Visual: Alvin Syahnakri Penulis: Sf Adnivle Honorable Mention: Teman-teman BPPM Balairung (editor)
4 notes · View notes
togetherinsolitude · 5 years ago
Text
Mereka yang Tak Bisa di Rumah Aja, Mereka yang Tak Punya Rumah
Tumblr media
Ketika saya bertanya kepada orang-orang yang saya temui, baik secara langsung atau pun via daring, tidak ada satu pun dari mereka yang tidak geram dengan wabah yang menggegerkan dunia dalam beberapa bulan terakhir ini. Tidak hanya kesehatan fisik, dampak dari Covid-19 ini juga menyentuh sektor perekonomian di berbagai kalangan profesi. Terlebih dampak ini sangat terasa di kalangan masyarakat kelas bawah, mulai dari para pemilik usaha mikro, buruh, hingga tukang becak, tukang rosok, juga pemulung.
Sebagai seorang mahasiswa di salah satu universitas di Jogja, saya juga merasakan langsung dampak dari wabah ini. Saya dan teman-teman mahasiswa tidak bisa berkuliah seperti biasanya karena semua mata perkuliahan dilaksanakan via daring. Di tanah perantauan ini saya mengalami dilema, antara pulang dengan membawa rasa khawatir dan takut mengangkut virus atau tetap berdiam di Jogja dengan kondisi bekal hidup yang kian menipis. Dengan berbagai pertimbangan, saya akhirnya memutuskan untuk tetap tinggal di Jogja dan bergabung dengan gerakan-gerakan sosial melawan Covid-19. Kami biasa menyebut gerakan-gerkan sosial seperti ini dengan sebutan gerakan #rakyatbanturakyat.
Setelah kurang lebih 18 hari tergabung dalam gerakan “Relawan UMKM Cegah Corona” bersama teman-teman saya; Obed Kresna, Ilham, Galih, Fikri, dan lain-lainnya yang bertugas membagi-bagikan hand sanitizer, sabun, dan juga disinfektan, saya juga bergabung dalam gerakan Solidaritas Pangan Jogja atau SPJ. Gerakan SPJ ini berperan semampunya dalam membantu ketahanan pangan kelas paling rentan seperti para tukang becak, penjual putu, dan para pemulung, yang mau tidak mau mereka terpaksa harus mengabaikan imbauan untuk #dirumahaja demi bisa mendapatkan sesuap nasi.

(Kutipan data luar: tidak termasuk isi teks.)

use super::error::{RenderError, Result};
use super::parser::{BinaryOp, Expr};
use crate::types::VarsMap;
use serde_json::Value;
use std::cmp::Ordering;

/// Evaluate an expression against a flat variable context.
///
/// Undefined top-level names are an error; missing attributes are null.
pub fn evaluate(expr: &Expr, ctx: &VarsMap) -> Result<Value> {
    match expr {
        Expr::Literal(value) => Ok(value.clone()),
        Expr::Var(name) => ctx
            .get(name)
            .cloned()
            .ok_or_else(|| RenderError::Undefined { name: name.clone() }),
        Expr::Attr(target, name) => attribute(&evaluate(target, ctx)?, name),
        Expr::Index(target, index) => item(&evaluate(target, ctx)?, &evaluate(index, ctx)?),
        Expr::List(items) => items
            .iter()
            .map(|e| evaluate(e, ctx))
            .collect::<Result<Vec<_>>>()
            .map(Value::Array),
        Expr::Not(inner) => Ok(Value::Bool(!is_truthy(&evaluate(inner, ctx)?))),
        Expr::Neg(inner) => negate(&evaluate(inner, ctx)?),
        Expr::And(left, right) => {
            let left = evaluate(left, ctx)?;
            if is_truthy(&left) {
                evaluate(right, ctx)
            } else {
                Ok(left)
            }
        }
        Expr::Or(left, right) => {
            let left = evaluate(left, ctx)?;
            if is_truthy(&left) {
                Ok(left)
            } else {
                evaluate(right, ctx)
            }
        }
        Expr::Binary(op, left, right) => {
            binary(op, &evaluate(left, ctx)?, &evaluate(right, ctx)?)
        }
        Expr::Filter { input, name, args } => {
            let input = match evaluate(input, ctx) {
                Err(RenderError::Undefined { .. }) if name == "default" => Value::Null,
                other => other?,
            };
            let args = args
                .iter()
                .map(|a| evaluate(a, ctx))
                .collect::<Result<Vec<_>>>()?;
            apply_filter(name, input, &args)
        }
    }
}

/// Python-style truthiness.
pub fn is_truthy(value: &Value) -> bool {
    match value {
        Value::Null => false,
        Value::Bool(b) => *b,
        Value::Number(n) => n.as_f64().is_some_and(|f| f != 0.0),
        Value::String(s) => !s.is_empty(),
        Value::Array(a) => !a.is_empty(),
        Value::Object(o) => !o.is_empty(),
    }
}

/// Text form used when a value is interpolated into a string.
pub fn to_display(value: &Value) -> String {
    match value {
        Value::Null => String::new(),
        Value::Bool(true) => "True".to_string(),
        Value::Bool(false) => "False".to_string(),
        Value::String(s) => s.clone(),
        Value::Number(n) => n.to_string(),
        other => other.to_string(),
    }
}

pub fn type_name(value: &Value) -> &'static str {
    match value {
        Value::String(_) => "string",
        Value::Number(_) => "number",
        Value::Bool(_) => "boolean",
        Value::Array(_) => "sequence",
        Value::Object(_) => "mapping",
        Value::Null => "null",
    }
}

fn type_error(reason: String) -> RenderError {
    RenderError::Type { reason }
}

fn attribute(target: &Value, name: &str) -> Result<Value> {
    match target {
        Value::Object(map) => Ok(map.get(name).cloned().unwrap_or(Value::Null)),
        Value::Null => Ok(Value::Null),
        other => Err(type_error(format!(
            "cannot read attribute '{name}' of {}",
            type_name(other)
        ))),
    }
}

fn item(target: &Value, index: &Value) -> Result<Value> {
    match (target, index) {
        (Value::Array(items), Value::Number(n)) => {
            let Some(i) = n.as_i64() else {
                return Err(type_error(format!("sequence index {n} is not an integer")));
            };
            let len = items.len() as i64;
            let i = if i < 0 { len + i } else { i };
            Ok(usize::try_from(i)
                .ok()
                .and_then(|i| items.get(i))
                .cloned()
                .unwrap_or(Value::Null))
        }
        (Value::Object(map), Value::String(key)) => {
            Ok(map.get(key).cloned().unwrap_or(Value::Null))
        }
        (Value::Null, _) => Ok(Value::Null),
        (target, index) => Err(type_error(format!(
            "cannot index {} with {}",
            type_name(target),
            type_name(index)
        ))),
    }
}

fn negate(value: &Value) -> Result<Value> {
    match value {
        Value::Number(n) if n.is_i64() => n
            .as_i64()
            .and_then(i64::checked_neg)
            .map(Value::from)
            .ok_or_else(|| type_error(format!("cannot negate {n} without overflow"))),
        Value::Number(n) => Ok(Value::from(-n.as_f64().unwrap_or_default())),
        other => Err(type_error(format!("cannot negate {}", type_name(other)))),
    }
}

fn values_equal(a: &Value, b: &Value) -> bool {
    match (a, b) {
        (Value::Number(x), Value::Number(y)) => match (x.as_i64(), y.as_i64()) {
            (Some(x), Some(y)) => x == y,
            _ => x.as_f64() == y.as_f64(),
        },
        _ => a == b,
    }
}

fn compare(a: &Value, b: &Value) -> Result<Ordering> {
    let ordering = match (a, b) {
        (Value::Number(x), Value::Number(y)) => match (x.as_f64(), y.as_f64()) {
            (Some(x), Some(y)) => x.partial_cmp(&y),
            _ => None,
        },
        (Value::String(x), Value::String(y)) => Some(x.cmp(y)),
        _ => None,
    };
    ordering.ok_or_else(|| {
        type_error(format!(
            "cannot compare {} with {}",
            type_name(a),
            type_name(b)
        ))
    })
}

fn contains(haystack: &Value, needle: &Value) -> Result<bool> {
    match (haystack, needle) {
        (Value::String(h), Value::String(n)) => Ok(h.contains(n.as_str())),
        (Value::Array(items), needle) => Ok(items.iter().any(|i| values_equal(i, needle))),
        (Value::Object(map), Value::String(key)) => Ok(map.contains_key(key)),
        (h, n) => Err(type_error(format!(
            "cannot test {} in {}",
            type_name(n),
            type_name(h)
        ))),
    }
}

fn binary(op: &BinaryOp, left: &Value, right: &Value) -> Result<Value> {
    let value = match op {
        BinaryOp::Eq => Value::Bool(values_equal(left, right)),
        BinaryOp::Ne => Value::Bool(!values_equal(left, right)),
        BinaryOp::Lt => Value::Bool(compare(left, right)? == Ordering::Less),
        BinaryOp::Le => Value::Bool(compare(left, right)? != Ordering::Greater),
        BinaryOp::Gt => Value::Bool(compare(left, right)? == Ordering::Greater),
        BinaryOp::Ge => Value::Bool(compare(left, right)? != Ordering::Less),
        BinaryOp::In => Value::Bool(contains(right, left)?),
        BinaryOp::NotIn => Value::Bool(!contains(right, left)?),
        BinaryOp::Add => add(left, right)?,
        BinaryOp::Sub => subtract(left, right)?,
    };
    Ok(value)
}

fn add(left: &Value, right: &Value) -> Result<Value> {
    match (left, right) {
        (Value::Number(x), Value::Number(y)) => {
            if let Some(sum) = x.as_i64().zip(y.as_i64()).and_then(|(x, y)| x.checked_add(y)) {
                return Ok(Value::from(sum));
            }
            Ok(Value::from(
                x.as_f64().unwrap_or_default() + y.as_f64().unwrap_or_default(),
            ))
        }
        (Value::String(x), Value::String(y)) => Ok(Value::String(format!("{x}{y}"))),
        (Value::Array(x), Value::Array(y)) => {
            Ok(Value::Array(x.iter().chain(y.iter()).cloned().collect()))
        }
        (x, y) => Err(type_error(format!(
            "cannot add {} and {}",
            type_name(x),
            type_name(y)
        ))),
    }
}

fn subtract(left: &Value, right: &Value) -> Result<Value> {
    match (left, right) {
        (Value::Number(x), Value::Number(y)) => {
            if let Some(diff) = x.as_i64().zip(y.as_i64()).and_then(|(x, y)| x.checked_sub(y)) {
                return Ok(Value::from(diff));
            }
            Ok(Value::from(
                x.as_f64().unwrap_or_default() - y.as_f64().unwrap_or_default(),
            ))
        }
        (x, y) => Err(type_error(format!(
            "cannot subtract {} from {}",
            type_name(y),
            type_name(x)
        ))),
    }
}

fn apply_filter(name: &str, input: Value, args: &[Value]) -> Result<Value> {
    let value = match name {
        "default" => {
            if input.is_null() {
                args.first().cloned().unwrap_or(Value::Null)
            } else {
                input
            }
        }
        "length" | "count" => {
            let len = match &input {
                Value::String(s) => s.chars().count(),
                Value::Array(a) => a.len(),
                Value::Object(o) => o.len(),
                other => {
                    return Err(type_error(format!("{} has no length", type_name(other))))
                }
            };
            Value::from(len)
        }
        "lower" => Value::String(to_display(&input).to_lowercase()),
        "upper" => Value::String(to_display(&input).to_uppercase()),
        "trim" => Value::String(to_display(&input).trim().to_string()),
        "string" => Value::String(to_display(&input)),
        "int" => {
            let parsed = match &input {
                Value::Number(n) => n.as_i64().or_else(|| n.as_f64().map(|f| f as i64)),
                Value::String(s) => s.trim().parse::<i64>().ok(),
                Value::Bool(b) => Some(i64::from(*b)),
                _ => None,
            };
            Value::from(parsed.ok_or_else(|| {
                type_error(format!("cannot convert {} to int", type_name(&input)))
            })?)
        }
        "join" => {
            let separator = args.first().map(to_display).unwrap_or_default();
            match &input {
                Value::Array(items) => Value::String(
                    items
                        .iter()
                        .map(to_display)
                        .collect::<Vec<_>>()
                        .join(&separator),
                ),
                other => return Err(type_error(format!("cannot join {}", type_name(other)))),
            }
        }
        "first" | "last" => match &input {
            Value::Array(items) => {
                let picked = if name == "first" {
                    items.first()
                } else {
                    items.last()
                };
                picked.cloned().unwrap_or(Value::Null)
            }
            other => {
                return Err(type_error(format!("{name} needs a sequence, got {}", type_name(other))))
            }
        },
        _ => {
            return Err(RenderError::UnknownFilter {
                name: name.to_string(),
            })
        }
    };
    Ok(value)
}

#[cfg(test)]
mod tests {
    use super::*;
    use crate::template::parser::parse;
    use serde_json::json;

    fn eval(source: &str, ctx: &VarsMap) -> Result<Value> {
        evaluate(&parse(source).unwrap(), ctx)
    }

    fn context() -> VarsMap {
        let mut ctx = VarsMap::new();
        ctx.insert("r".into(), json!({"status": "changed", "output": {"rc": 0}}));
        ctx.insert("xs".into(), json!(["a", "b", "c"]));
        ctx.insert("n".into(), json!(3));
        ctx.insert("name".into(), json!("  Web  "));
        ctx
    }

    #[test]
    fn test_arithmetic_and_comparison() {
        let ctx = context();
        assert_eq!(eval("1 == 2", &ctx).unwrap(), json!(false));
        assert_eq!(eval("n >= 3 and n < 4", &ctx).unwrap(), json!(true));
        assert_eq!(eval("n + 1", &ctx).unwrap(), json!(4));
        assert_eq!(eval("1 == 1.0", &ctx).unwrap(), json!(true));
        assert_eq!(eval("-n", &ctx).unwrap(), json!(-3));
        assert!(matches!(
            eval("-(0 - 9223372036854775807 - 1)", &ctx),
            Err(RenderError::Type { .. })
        ));
    }

    #[test]
    fn test_access() {
        let ctx = context();
        assert_eq!(eval("r.status", &ctx).unwrap(), json!("changed"));
        assert_eq!(eval("r['output'].rc", &ctx).unwrap(), json!(0));
        assert_eq!(eval("r.missing", &ctx).unwrap(), Value::Null);
        assert_eq!(eval("r.missing.deeper", &ctx).unwrap(), Value::Null);
        assert_eq!(eval("xs[-1]", &ctx).unwrap(), json!("c"));
        assert_eq!(eval("xs.0", &ctx).unwrap(), json!("a"));
        assert!(matches!(
            eval("undefined_thing", &ctx),
            Err(RenderError::Undefined { .. })
        ));
        assert!(matches!(eval("n.field", &ctx), Err(RenderError::Type { .. })));
    }

    #[test]
    fn test_membership_and_boolean_logic() {
        let ctx = context();
        assert_eq!(eval("'b' in xs", &ctx).unwrap(), json!(true));
        assert_eq!(eval("'z' not in xs", &ctx).unwrap(), json!(true));
        assert_eq!(eval("'status' in r", &ctx).unwrap(), json!(true));
        assert_eq!(eval("not (r.status == 'ok')", &ctx).unwrap(), json!(true));
        assert_eq!(eval("r.nope or 'fallback'", &ctx).unwrap(), json!("fallback"));
    }

    #[test]
    fn test_filters() {
        let ctx = context();
        assert_eq!(eval("xs | length", &ctx).unwrap(), json!(3));
        assert_eq!(eval("xs | join(',')", &ctx).unwrap(), json!("a,b,c"));
        assert_eq!(eval("name | trim | lower", &ctx).unwrap(), json!("web"));
        assert_eq!(eval("missing | default('x')", &ctx).unwrap(), json!("x"));
        assert_eq!(eval("'42' | int", &ctx).unwrap(), json!(42));
        assert!(matches!(
            eval("xs | explode", &ctx),
            Err(RenderError::UnknownFilter { .. })
        ));
    }

    #[test]
    fn test_display() {
        assert_eq!(to_display(&json!(true)), "True");
        assert_eq!(to_display(&json!(false)), "False");
        assert_eq!(to_display(&Value::Null), "");
        assert_eq!(to_display(&json!(7)), "7");
        assert_eq!(to_display(&json!(["a"])), "[\"a\"]");
    }
}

Dari dekat, saya benar-benar mendengar keluhan sekaligus semangat mereka dalam bertahan hidup. Bagaimana bisa para tukang becak yang tidak dapat tarikan selama tiga minggu, tetapi tetap pandai tersenyum dan mangkal demi menunggu orang-orang yang membagikan nasi bungkus kepada mereka? Bagaimana bisa para penjual jajanan kecilan di pinggir jalan tetap bisa tersenyum menjajakan jajanannya, meskipun jalanan dipenuhi dengan kesepian? Bagaimana bisa para pemulung mendapatkan hasil pungutan plastik, kardus, dan botol jika banyak toko yang tutup? Bagaimana bisa mereka bisa tetap #dirumahaja sementara tak jarang dari mereka yang tak punya rumah? Bisa disimpulkan bahwa di tengah masa-masa yang sulit ini mereka adalah kelompok yang sangat rentan terhadap virus ini.
Pada satu malam, saya dan teman saya, Josardi, berjalan-jalan mengelilingi ruas-ruas jalan di sekitaran UGM, UNY, Gejayan, dan UIN. Bukan tanpa maksud, kami keluar dari kamar indekos hanya untuk memetakan lokasi di mana teman-teman pemulung dan para tukang becak itu bermalam dan bertahan hidup. Gunanya untuk membaca dan menitik lokasi-lokasi mereka agar ketika siang harinya saat kami dan teman-teman SPJ berbagi nasi bisa langsung bertemu mereka. Tidak hanya satu dua, kami banyak menemui mereka di pinggir jalan, terlihat kelelahan. Ada juga ibu-ibu yang mendorong gerobak penuh rongsok dan di atas gunung rongsoknya ada seorang anak kecil yang tersenyum lucu dan menggemaskan.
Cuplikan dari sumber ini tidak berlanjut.